Young Adults’ Experiences of Depression in the U.S.

Ben

Male
Age at interview: 28

Brief outline: Ben’s depression began when he was 13. He was diagnosed with depression and schizophrenia when he was 19; substance abuse has also been an issue. Unemployment has made things harder. Medication and therapy have been helpful, as has his work as a comedian.

Background: Ben lives in transitional housing for formerly homeless people and is looking for work. He has one son. He is Puerto Rican/Hispanic.

Audio & video

Ben’s depression started when he was 13, and has been “hard to deal with” since then. Early symptoms included losing motivation, sleeping a lot, and difficulty concentrating. His low self-confidence also made him “an easy target for bullying” at his high school - and then the bullying made his self-esteem even lower. When he was a senior in high school he wasn’t taking good care of himself at all, and things got a bit “out of control”. His mother became concerned and took him to get some help. It was not until a couple of years later, however, that he got a diagnosis of depression and was prescribed Zoloft and other medications.

Ben didn’t want to depend on medications, and has experimented with going off them over the past ten years -- experiments which sometimes ended with being hospitalized on the psych ward. With the medication he has found, and his relatives have verified to him, that his thoughts are clearer and he is “more motivated and more relaxed”. He gets monthly injections for his medications sometimes because pills are too difficult to take. He has been hospitalized on 4 or 5 occasions, usually for a week or two at a time. Therapy and counseling have also been useful, but some social workers he has seen had enormous caseloads and lacked the time to be helpful. He is looking for someone who can understand him and “talk with me like… a real person.” 

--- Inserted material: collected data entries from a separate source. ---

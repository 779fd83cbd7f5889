//! Shared data models: notification records and the discovery document.

use chrono::{DateTime, Utc};
use serde::{Deserialize, Serialize};

use crate::protocol::SubscriptionEvent;

// --- Notifications ---

#[derive(Debug, Clone, Copy, PartialEq, Eq, Hash, Serialize, Deserialize)]
#[serde(rename_all = "camelCase")]
pub enum ChangeKind {
    Create,
    Update,
    Delete,
}

impl ChangeKind {
    /// Map a subscription event to a change kind. Non-change events map to `None`.
    pub fn from_event(event: SubscriptionEvent) -> Option<Self> {
        match event {
            SubscriptionEvent::Create => Some(ChangeKind::Create),
            SubscriptionEvent::Update => Some(ChangeKind::Update),
            SubscriptionEvent::Delete => Some(ChangeKind::Delete),
            SubscriptionEvent::Other => None,
        }
    }

    pub fn past_tense(&self) -> &'static str {
        match self {
            ChangeKind::Create => "created",
            ChangeKind::Update => "updated",
            ChangeKind::Delete => "deleted",
        }
    }
}

/// A user-facing notification.
///
/// Realtime pushes and polling deltas both produce this shape, so consumers
/// never need to know which engine was active.
#[derive(Debug, Clone, PartialEq, Serialize, Deserialize)]
#[serde(rename_all = "camelCase")]
pub struct NotificationRecord {
    pub id: String,
    pub topic: String,
    pub change_kind: ChangeKind,
    pub title: String,
    pub message: String,
    pub timestamp: DateTime<Utc>,
    pub read: bool,
    pub payload: serde_json::Value,
}

impl NotificationRecord {
    /// Create an unread record stamped with the current time.
    pub fn new(
        topic: impl Into<String>,
        change_kind: ChangeKind,
        title: impl Into<String>,
        message: impl Into<String>,
        payload: serde_json::Value,
    ) -> Self {
        Self {
            id: uuid::Uuid::new_v4().to_string(),
            topic: topic.into(),
            change_kind,
            title: title.into(),
            message: message.into(),
            timestamp: Utc::now(),
            read: false,
            payload,
        }
    }
}

// --- Discovery ---

/// Response of the backend configuration endpoint.
#[derive(Debug, Clone, PartialEq, Serialize, Deserialize)]
#[serde(rename_all = "camelCase")]
pub struct DiscoveredConfig {
    /// Realtime socket URL. Derived from `endpoint` when absent.
    #[serde(default, skip_serializing_if = "Option::is_none")]
    pub ws_url: Option<String>,
    /// GraphQL endpoint.
    pub endpoint: String,
    #[serde(default)]
    pub auth_mode: String,
    pub success: bool,
}
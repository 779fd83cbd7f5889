#![allow(dead_code)]

use std::collections::{HashMap, VecDeque};
use std::sync::atomic::{AtomicBool, AtomicUsize, Ordering};
use std::sync::{Arc, Mutex};
use std::time::Duration;

use async_trait::async_trait;
use backdesk_client::polling::{ChangeProbe, LatestChange};
use backdesk_client::ws::{
    ConnectionState, Connector, LinkEvent, Outbound, RealtimeConnection, RealtimeOptions,
    ReconnectPolicy, SocketEvent, SocketLink, SocketPeer,
};
use backdesk_client::{
    BackendEndpoints, ChangeSource, EndpointSource, FixedEndpoints, NotificationSink, StaticToken,
};
use backdesk_shared::{ClientFrame, RealtimeError, ServerFrame};
use tokio::sync::mpsc::{self, UnboundedReceiver, UnboundedSender};

pub const TOKEN: &str = "test-token";

/// Connector that hands every opened socket's far side to the test.
pub struct FakeConnector {
    opens: AtomicUsize,
    accepting: AtomicBool,
    peers: UnboundedSender<SocketPeer>,
}

impl FakeConnector {
    pub fn new() -> (Arc<Self>, UnboundedReceiver<SocketPeer>) {
        let (peers, rx) = mpsc::unbounded_channel();
        let connector = Arc::new(Self {
            opens: AtomicUsize::new(0),
            accepting: AtomicBool::new(true),
            peers,
        });
        (connector, rx)
    }

    /// Sockets opened (or attempted) so far.
    pub fn opens(&self) -> usize {
        self.opens.load(Ordering::SeqCst)
    }

    pub fn set_accepting(&self, accepting: bool) {
        self.accepting.store(accepting, Ordering::SeqCst);
    }
}

#[async_trait]
impl Connector for FakeConnector {
    async fn open(&self, _url: &str) -> Result<SocketLink, RealtimeError> {
        self.opens.fetch_add(1, Ordering::SeqCst);
        if !self.accepting.load(Ordering::SeqCst) {
            return Err(RealtimeError::Transport("connection refused".to_string()));
        }
        let (link, peer) = SocketLink::pair();
        let _ = self.peers.send(peer);
        Ok(link)
    }
}

/// The backend's side of one fake socket.
pub struct FakeServer {
    pub peer: SocketPeer,
}

impl FakeServer {
    pub fn new(peer: SocketPeer) -> Self {
        Self { peer }
    }

    pub async fn accept(peers: &mut UnboundedReceiver<SocketPeer>) -> Self {
        Self::new(peers.recv().await.expect("connector dropped"))
    }

    /// Next frame the client wrote, parsed.
    pub async fn next_frame(&mut self) -> ClientFrame {
        match self.peer.outbound.recv().await {
            Some(Outbound::Text(text)) => serde_json::from_str(&text).expect("valid client frame"),
            other => panic!("expected a text frame, got {:?}", other),
        }
    }

    pub async fn expect_auth(&mut self) -> String {
        match self.next_frame().await {
            ClientFrame::Auth { access_token } => access_token,
            other => panic!("expected auth frame, got {:?}", other),
        }
    }

    /// Accept the auth frame and collect `topics` subscribe frames.
    pub async fn handshake(&mut self, topics: usize) -> Vec<String> {
        assert_eq!(self.expect_auth().await, TOKEN);
        self.send(&ServerFrame::auth_ok());
        let mut collections = Vec::new();
        for _ in 0..topics {
            match self.next_frame().await {
                ClientFrame::Subscribe { collection, .. } => collections.push(collection),
                other => panic!("expected subscribe frame, got {:?}", other),
            }
        }
        collections
    }

    pub fn send(&self, frame: &ServerFrame) {
        self.send_raw(&frame.to_text().unwrap());
    }

    pub fn send_raw(&self, text: &str) {
        let _ = self.peer.inbound.send(SocketEvent::Text(text.to_string()));
    }

    pub fn close(&self, code: u16) {
        let _ = self.peer.inbound.send(SocketEvent::Closed(Some(code)));
    }

    /// Frames already written and not yet read.
    pub fn pending_frames(&mut self) -> Vec<Outbound> {
        let mut frames = Vec::new();
        while let Ok(frame) = self.peer.outbound.try_recv() {
            frames.push(frame);
        }
        frames
    }
}

pub fn endpoints() -> Arc<dyn EndpointSource> {
    Arc::new(FixedEndpoints(BackendEndpoints {
        ws_url: "ws://backend.test/websocket".to_string(),
        graphql_url: "http://backend.test/graphql".to_string(),
        auth_mode: "handshake".to_string(),
    }))
}

/// Endpoint source that is always down.
#[derive(Default)]
pub struct UnreachableEndpoints {
    pub calls: AtomicUsize,
}

#[async_trait]
impl EndpointSource for UnreachableEndpoints {
    async fn endpoints(&self) -> Result<BackendEndpoints, RealtimeError> {
        self.calls.fetch_add(1, Ordering::SeqCst);
        Err(RealtimeError::ConfigUnavailable("HTTP 503: unavailable".to_string()))
    }
}

/// Endpoint source whose lookup never completes.
#[derive(Default)]
pub struct HangingEndpoints {
    pub calls: AtomicUsize,
}

#[async_trait]
impl EndpointSource for HangingEndpoints {
    async fn endpoints(&self) -> Result<BackendEndpoints, RealtimeError> {
        self.calls.fetch_add(1, Ordering::SeqCst);
        std::future::pending().await
    }
}

pub fn options() -> RealtimeOptions {
    RealtimeOptions {
        policy: ReconnectPolicy::realtime().without_jitter(),
        ..RealtimeOptions::default()
    }
}

pub fn realtime(
    connector: Arc<FakeConnector>,
) -> (RealtimeConnection, UnboundedReceiver<LinkEvent>) {
    RealtimeConnection::new(connector, endpoints(), Arc::new(StaticToken::new(TOKEN)), options())
}

pub async fn wait_for_state(conn: &RealtimeConnection, state: ConnectionState) {
    let mut rx = conn.watch_state();
    tokio::time::timeout(Duration::from_secs(600), rx.wait_for(|s| *s == state))
        .await
        .unwrap_or_else(|_| panic!("timed out waiting for {}", state))
        .expect("state channel closed");
}

/// Let spawned tasks run without moving the clock.
pub async fn settle() {
    for _ in 0..20 {
        tokio::task::yield_now().await;
    }
}

/// Polling stand-in that only records whether it is running.
#[derive(Default)]
pub struct RecordingSource {
    running: AtomicBool,
    pub starts: AtomicUsize,
}

impl ChangeSource for RecordingSource {
    fn name(&self) -> &'static str {
        "recording"
    }

    fn start(&self, _sink: NotificationSink) {
        if !self.running.swap(true, Ordering::SeqCst) {
            self.starts.fetch_add(1, Ordering::SeqCst);
        }
    }

    fn stop(&self) {
        self.running.store(false, Ordering::SeqCst);
    }

    fn is_running(&self) -> bool {
        self.running.load(Ordering::SeqCst)
    }
}

/// Probe that replays a per-topic script, then reports no records.
#[derive(Default)]
pub struct ScriptedProbe {
    script: Mutex<HashMap<String, VecDeque<Result<Option<LatestChange>, RealtimeError>>>>,
}

impl ScriptedProbe {
    pub fn push_change(&self, topic: &str, changed_at: &str) {
        self.push(
            topic,
            Ok(Some(LatestChange {
                record_id: Some("1".to_string()),
                changed_at: changed_at.to_string(),
                data: serde_json::json!({ "id": 1, "date_updated": changed_at }),
            })),
        );
    }

    pub fn push_failure(&self, topic: &str) {
        self.push(
            topic,
            Err(RealtimeError::PollingFetch {
                topic: topic.to_string(),
                reason: "HTTP 500: boom".to_string(),
            }),
        );
    }

    fn push(&self, topic: &str, result: Result<Option<LatestChange>, RealtimeError>) {
        self.script
            .lock()
            .unwrap()
            .entry(topic.to_string())
            .or_default()
            .push_back(result);
    }
}

#[async_trait]
impl ChangeProbe for ScriptedProbe {
    async fn latest(&self, topic: &str) -> Result<Option<LatestChange>, RealtimeError> {
        self.script
            .lock()
            .unwrap()
            .get_mut(topic)
            .and_then(VecDeque::pop_front)
            .unwrap_or(Ok(None))
    }
}
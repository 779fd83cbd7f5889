//! Backdesk Client - realtime update feed for the admin dashboard
//!
//! Keeps one authenticated, subscribed socket to the backend's change
//! channel, falls back to polling when realtime is unhealthy, and serves
//! every consumer from a single notification buffer.

pub mod api_client;
pub mod auth;
pub mod config;
pub mod discovery;
pub mod polling;
pub mod source;
pub mod stores;
pub mod topics;
pub mod ws;

pub use api_client::ApiClient;
pub use auth::{CredentialSource, SharedToken, StaticToken};
pub use config::{ClientConfig, PollingConfig, RealtimeTimeouts};
pub use discovery::{BackendEndpoints, ConfigDiscovery, EndpointSource, FixedEndpoints};
pub use polling::{ChangeProbe, GraphqlProbe, LatestChange, PollingCursor, PollingEngine};
pub use source::ChangeSource;
pub use stores::{NotificationBuffer, NotificationSink};
pub use topics::{Topic, TopicRegistry};
pub use ws::{
    use_connection_status, use_feed, FeedCoordinator, FeedHandle, FeedMode, FeedNotice,
    FeedStatus, RealtimeConnection, RealtimeHub,
};
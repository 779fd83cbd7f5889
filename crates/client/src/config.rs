//! Client configuration from environment variables.

use std::time::Duration;

use crate::topics::DEFAULT_POLLED_TOPICS;

/// Time bounds on every suspension point of the realtime connection.
#[derive(Debug, Clone, PartialEq, Eq)]
pub struct RealtimeTimeouts {
    /// Opening the socket (TCP + TLS + upgrade). Default: 10 seconds
    pub connect: Duration,
    /// Waiting for the server to acknowledge the auth frame. Default: 3 seconds
    pub auth: Duration,
    /// How long the coordinator waits for `Ready` before polling. Default: 10 seconds
    pub health_window: Duration,
}

impl Default for RealtimeTimeouts {
    fn default() -> Self {
        Self {
            connect: Duration::from_secs(10),
            auth: Duration::from_secs(3),
            health_window: Duration::from_secs(10),
        }
    }
}

/// Polling fallback configuration.
#[derive(Debug, Clone, PartialEq, Eq)]
pub struct PollingConfig {
    pub interval: Duration,
    pub topics: Vec<String>,
    /// Longest a single topic probe may take before it is skipped. Default: 10 seconds
    pub probe_timeout: Duration,
}

impl Default for PollingConfig {
    fn default() -> Self {
        Self {
            interval: Duration::from_secs(15),
            topics: DEFAULT_POLLED_TOPICS.iter().map(|t| t.to_string()).collect(),
            probe_timeout: Duration::from_secs(10),
        }
    }
}

/// Everything the client binary needs to start the feed.
#[derive(Debug, Clone)]
pub struct ClientConfig {
    /// Base URL of the dashboard API that serves the discovery endpoint.
    pub api_url: String,
    /// Path of the discovery endpoint, relative to `api_url`.
    pub config_path: String,
    pub access_token: Option<String>,
    pub timeouts: RealtimeTimeouts,
    pub polling: PollingConfig,
}

impl ClientConfig {
    /// Parse configuration from environment variables.
    ///
    /// Environment variables:
    /// - `BACKDESK_API_URL`: API base URL (default: "http://localhost:8080")
    /// - `BACKDESK_CONFIG_PATH`: discovery path (default: "/api/config")
    /// - `BACKDESK_ACCESS_TOKEN`: access token for handshake and polling
    /// - `BACKDESK_POLL_INTERVAL_SECS`: polling interval (default: 15)
    /// - `BACKDESK_POLL_TOPICS`: comma-separated polled collections
    /// - `BACKDESK_HEALTH_WINDOW_SECS`: seconds to wait for realtime before polling (default: 10)
    pub fn from_env() -> Self {
        Self::from_lookup(|key| std::env::var(key).ok())
    }

    fn from_lookup(lookup: impl Fn(&str) -> Option<String>) -> Self {
        let api_url = lookup("BACKDESK_API_URL").unwrap_or_else(|| "http://localhost:8080".to_string());
        let config_path = lookup("BACKDESK_CONFIG_PATH").unwrap_or_else(|| "/api/config".to_string());
        let access_token = lookup("BACKDESK_ACCESS_TOKEN").filter(|t| !t.is_empty());

        let mut timeouts = RealtimeTimeouts::default();
        if let Some(secs) = lookup("BACKDESK_HEALTH_WINDOW_SECS").and_then(|v| v.parse().ok()) {
            timeouts.health_window = Duration::from_secs(secs);
        }

        let mut polling = PollingConfig::default();
        if let Some(secs) = lookup("BACKDESK_POLL_INTERVAL_SECS")
            .and_then(|v| v.parse::<u64>().ok())
            .filter(|s| *s > 0)
        {
            polling.interval = Duration::from_secs(secs);
        }
        if let Some(topics) = lookup("BACKDESK_POLL_TOPICS") {
            let topics: Vec<String> = topics
                .split(',')
                .map(str::trim)
                .filter(|t| !t.is_empty())
                .map(str::to_string)
                .collect();
            if !topics.is_empty() {
                polling.topics = topics;
            }
        }

        Self {
            api_url,
            config_path,
            access_token,
            timeouts,
            polling,
        }
    }
}
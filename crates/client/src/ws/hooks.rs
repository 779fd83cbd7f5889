//! Consumer entry points over the process-wide hub.
//!
//! Views call these instead of holding the coordinator themselves, so every
//! consumer in the process shares one connection.

use super::manager::{FeedHandle, FeedStatus, RealtimeHub};

/// Lease the shared feed. `None` until a coordinator is installed.
///
/// Keep the handle for as long as the view needs updates; dropping the last
/// handle closes the connection.
pub fn use_feed() -> Option<FeedHandle> {
    RealtimeHub::acquire()
}

/// Current feed status without taking a lease.
pub fn use_connection_status() -> Option<FeedStatus> {
    RealtimeHub::global().map(|coordinator| coordinator.status())
}
/// Owner of the realtime connection, the polling engine and the shared buffer.
///
/// Cheap to clone; all clones coordinate the same feed. Consumers hold a
/// [`FeedHandle`] lease; the connection lives while at least one lease does.
#[derive(Clone)]
pub struct FeedCoordinator {
    inner: Arc<CoordInner>,
}

impl FeedCoordinator {
    /// Wire a coordinator around an idle realtime connection and its signal
    /// stream. Must be called within a Tokio runtime.
    pub fn new(
        realtime: RealtimeConnection,
        signals: UnboundedReceiver<LinkEvent>,
        polling: Arc<dyn ChangeSource>,
        sink: NotificationSink,
        options: CoordinatorOptions,
    ) -> Self {
        let (mode_tx, _) = watch::channel(FeedMode::Realtime);
        let (notices, _) = broadcast::channel(16);
        let inner = Arc::new(CoordInner {
            realtime,
            polling,
            sink,
            options,
            mode_tx,
            notices,
            state: Mutex::new(CoordState {
                consumers: 0,
                epoch: 0,
                health_timer: None,
                degraded_timer: None,
                degraded_attempts: 0,
                notice_sent: false,
            }),
            signal_task: Mutex::new(None),
        });
        let task = tokio::spawn(signal_loop(Arc::downgrade(&inner), signals));
        *inner.signal_task.lock().unwrap_or_else(|e| e.into_inner()) = Some(task);
        Self { inner }
    }

    /// Production wiring: native sockets, discovery through the dashboard
    /// API, GraphQL polling, and the configured token.
    pub fn from_config(config: &ClientConfig) -> Self {
        let credentials: Arc<dyn CredentialSource> =
            Arc::new(StaticToken::new(config.access_token.clone().unwrap_or_default()));
        let api = ApiClient::new()
            .with_base_url(config.api_url.clone())
            .with_credentials(Arc::clone(&credentials));
        let endpoints: Arc<dyn EndpointSource> =
            Arc::new(ConfigDiscovery::new(api.clone(), config.config_path.clone()));
        let topics = TopicRegistry::default();

        let (realtime, signals) = RealtimeConnection::new(
            Arc::new(NativeConnector),
            Arc::clone(&endpoints),
            credentials,
            RealtimeOptions {
                topics: topics.clone(),
                policy: ReconnectPolicy::realtime(),
                timeouts: config.timeouts.clone(),
            },
        );
        let polling = PollingEngine::new(
            Arc::new(GraphqlProbe::new(api, endpoints)),
            config.polling.clone(),
            topics,
        );
        Self::new(
            realtime,
            signals,
            Arc::new(polling),
            NotificationSink::new(),
            CoordinatorOptions {
                health_window: config.timeouts.health_window,
                ..CoordinatorOptions::default()
            },
        )
    }

    /// Take a lease on the feed. The first lease starts realtime.
    pub fn acquire(&self) -> FeedHandle {
        self.inner.acquire();
        FeedHandle {
            coordinator: self.clone(),
        }
    }

    pub fn consumers(&self) -> usize {
        self.inner.lock().consumers
    }

    pub fn mode(&self) -> FeedMode {
        *self.inner.mode_tx.borrow()
    }

    pub fn status(&self) -> FeedStatus {
        let connection = self.inner.realtime.state();
        FeedStatus {
            mode: self.mode(),
            connection,
            connected: connection.is_connected(),
            loading: connection.is_connecting(),
        }
    }

    pub fn realtime(&self) -> &RealtimeConnection {
        &self.inner.realtime
    }

    pub fn sink(&self) -> &NotificationSink {
        &self.inner.sink
    }
}
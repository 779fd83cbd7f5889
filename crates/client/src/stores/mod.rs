//! Stores for client state shared across consumers.

pub mod notifications;

pub use notifications::{
    change_notification, NotificationBuffer, NotificationSink, NOTIFICATION_CAPACITY,
};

Ben worked at a store for nine years, but has recently become unemployed. Having “nothing to do” makes depression worse, and Ben hopes to be working again soon. He is looking for service jobs so he can again be a “productive member of society” and answer questions his family members have about why he is not working. He has struggled with substance abuse and homelessness in the past. His past significant romantic relationship, with the mother of his child, was not at all healthy. Ben thinks in future he might get together with a woman who has herself struggled with mental illness because such a person would likely be more understanding. Ben loves comedy and sometimes performs as a comedian himself, turning “mild misery into a fun joke” and making other people laugh.

Ben advises other young adults with depression to “take one day at a time,” and to remember that depression will “most likely get better with proper treatment, so just don’t give up.”